Synthesis and Characterization of Nanocrystalline Fe(100−x)Ni(x) Alloy Powders by Auto-combustion and Hydrogen Reduction

Abstract

Nanocrystalline Fe90Ni10, Fe70Ni30 andFe50Ni50 alloy powders were successfully synthesized using a simple auto-combustion route followed by hydrogen reduction. The experimental work consisted of two steps, where the first step was auto-combustion and, the second step was reduction of the combusted powders. Citric acid was used as fuel during combustion, and citrate to nitrate ratio (C/N) was maintained at 0.3. NiFe2O4 and Fe2O3 phase formation occurred in obtained powders. Obtained powders were reduced in a hydrogen atmosphere at 700 °C/1 h for alloy formation. X-ray diffraction results revealed the presence of BCC α-(Fe,Ni) and FCC γ-(Fe,Ni) phases in reduced powders. Rietveld refinement technique was used to confirm α-(Fe,Ni) and γ-(Fe,Ni) phases with Im-3 m and Fm-3 m space groups, respectively.
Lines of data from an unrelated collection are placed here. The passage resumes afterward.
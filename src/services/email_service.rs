// ============================================================================
// SERVICE : EMAILS TRANSACTIONNELS
// ============================================================================
//
// Description:
//   Un email = une struct askama (templates/emails/*.txt) + un sujet.
//   Le rendu produit un OutgoingEmail, envoyé via un Mailer :
//     - LogMailer  : loggue l'email (dev, ou pas de relais configuré)
//     - HttpMailer : POST JSON vers MAIL_RELAY_URL
//
// Points d'attention:
//   - dispatch() lance l'envoi en tâche de fond et ne renvoie jamais d'erreur
//     à l'appelant : un email raté ne fait pas échouer l'inscription,
//     l'activation, etc. L'échec (rendu ou envoi) est seulement loggé.
//   - Pas de retry.
//
// ============================================================================

use askama::Template;
use async_trait::async_trait;
use serde::Serialize;
use std::sync::Arc;
use thiserror::Error;
use tokio::task::JoinHandle;

use crate::config::AppConfig;
use crate::models::{capstone_projects, courses, enrollments, payment_installments, project_enrollments, users};
use crate::services::currency::format_amount;

#[derive(Debug, Copy, Clone, PartialEq, Eq, Serialize)]
#[serde(rename_all = "snake_case")]
pub enum EmailTemplate {
    Verification,
    PasswordReset,
    Welcome,
    EnrollmentConfirmation,
    CourseAccess,
    ActivationCode,
    PaymentReminder,
    PaymentConfirmation,
    ProjectCompleted,
    ProjectChangesRequested,
}

impl EmailTemplate {
    pub fn as_str(&self) -> &'static str {
        match self {
            EmailTemplate::Verification => "verification",
            EmailTemplate::PasswordReset => "password_reset",
            EmailTemplate::Welcome => "welcome",
            EmailTemplate::EnrollmentConfirmation => "enrollment_confirmation",
            EmailTemplate::CourseAccess => "course_access",
            EmailTemplate::ActivationCode => "activation_code",
            EmailTemplate::PaymentReminder => "payment_reminder",
            EmailTemplate::PaymentConfirmation => "payment_confirmation",
            EmailTemplate::ProjectCompleted => "project_completed",
            EmailTemplate::ProjectChangesRequested => "project_changes_requested",
        }
    }
}

/// Infos du site communes à tous les emails
#[derive(Debug, Clone)]
pub struct SiteContext {
    pub site_name: String,
    pub site_url: String,
}

/// Corps rendu par askama + sujet
pub trait EmailMessage: Template {
    const KIND: EmailTemplate;

    fn subject(&self) -> String;
}

#[derive(Template)]
#[template(path = "emails/verification.txt")]
pub struct VerificationEmail<'a> {
    pub site: &'a SiteContext,
    pub name: String,
    pub verification_url: &'a str,
}

impl EmailMessage for VerificationEmail<'_> {
    const KIND: EmailTemplate = EmailTemplate::Verification;

    fn subject(&self) -> String {
        format!("Verify Your Email - {}", self.site.site_name)
    }
}

#[derive(Template)]
#[template(path = "emails/password_reset.txt")]
pub struct PasswordResetEmail<'a> {
    pub site: &'a SiteContext,
    pub name: String,
    pub reset_url: &'a str,
}

impl EmailMessage for PasswordResetEmail<'_> {
    const KIND: EmailTemplate = EmailTemplate::PasswordReset;

    fn subject(&self) -> String {
        format!("Reset Your Password - {}", self.site.site_name)
    }
}

#[derive(Template)]
#[template(path = "emails/welcome.txt")]
pub struct WelcomeEmail<'a> {
    pub site: &'a SiteContext,
    pub name: String,
    pub login_url: String,
}

impl EmailMessage for WelcomeEmail<'_> {
    const KIND: EmailTemplate = EmailTemplate::Welcome;

    fn subject(&self) -> String {
        format!("Welcome to {}!", self.site.site_name)
    }
}

#[derive(Template)]
#[template(path = "emails/enrollment_confirmation.txt")]
pub struct EnrollmentConfirmationEmail<'a> {
    pub site: &'a SiteContext,
    pub name: String,
    pub course_title: &'a str,
    pub total_amount: String,
    pub installments: i32,
    pub next_installment_amount: String,
    pub payment_method: &'static str,
    pub payment_instructions: &'a str,
    pub enrollment_status_url: String,
}

impl EmailMessage for EnrollmentConfirmationEmail<'_> {
    const KIND: EmailTemplate = EmailTemplate::EnrollmentConfirmation;

    fn subject(&self) -> String {
        format!("Course Enrollment Confirmed - {} | {}", self.course_title, self.site.site_name)
    }
}

#[derive(Template)]
#[template(path = "emails/course_access.txt")]
pub struct CourseAccessEmail<'a> {
    pub site: &'a SiteContext,
    pub name: String,
    pub course_title: &'a str,
    pub course_materials_url: String,
    pub my_enrollments_url: String,
}

impl EmailMessage for CourseAccessEmail<'_> {
    const KIND: EmailTemplate = EmailTemplate::CourseAccess;

    fn subject(&self) -> String {
        format!("Course Access Activated - {} | {}", self.course_title, self.site.site_name)
    }
}

#[derive(Template)]
#[template(path = "emails/activation_code.txt")]
pub struct ActivationCodeEmail<'a> {
    pub site: &'a SiteContext,
    pub name: String,
    pub course_title: &'a str,
    pub activation_code: &'a str,
    pub activation_url: String,
}

impl EmailMessage for ActivationCodeEmail<'_> {
    const KIND: EmailTemplate = EmailTemplate::ActivationCode;

    fn subject(&self) -> String {
        format!("Your Activation Code - {} | {}", self.course_title, self.site.site_name)
    }
}

#[derive(Template)]
#[template(path = "emails/payment_reminder.txt")]
pub struct PaymentReminderEmail<'a> {
    pub site: &'a SiteContext,
    pub name: String,
    pub course_title: &'a str,
    pub installment_number: i32,
    pub installments: i32,
    pub installment_amount: String,
    pub due_date: String,
    pub enrollment_status_url: String,
}

impl EmailMessage for PaymentReminderEmail<'_> {
    const KIND: EmailTemplate = EmailTemplate::PaymentReminder;

    fn subject(&self) -> String {
        format!("Payment Reminder - {} | {}", self.course_title, self.site.site_name)
    }
}

#[derive(Template)]
#[template(path = "emails/payment_confirmation.txt")]
pub struct PaymentConfirmationEmail<'a> {
    pub site: &'a SiteContext,
    pub name: String,
    pub course_title: &'a str,
    pub amount_paid: String,
    pub payment_progress: i64,
}

impl EmailMessage for PaymentConfirmationEmail<'_> {
    const KIND: EmailTemplate = EmailTemplate::PaymentConfirmation;

    fn subject(&self) -> String {
        format!("Payment Confirmed - {} | {}", self.course_title, self.site.site_name)
    }
}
The Fe50Ni50 powder has been found to have a single γ-(Fe,Ni) phase. Crystallite size of synthesized powders was calculated using the Scherrer equation and transmission electron microscopic analysis, which has been found < 50 nm. The nanocrystalline powders of all three compositions have shown soft magnetic nature with high saturation magnetization (Ms) and low coercivity (Hc). Effect of composition on the phase formation, microstructure and magnetic behavior was investigated. This rapid and simple process for attaining nanoparticles of Fe-Ni alloys with high Ms is expected to be useful in potent applications such as sensors, biomedical applications and electromagnetic wave absorbers.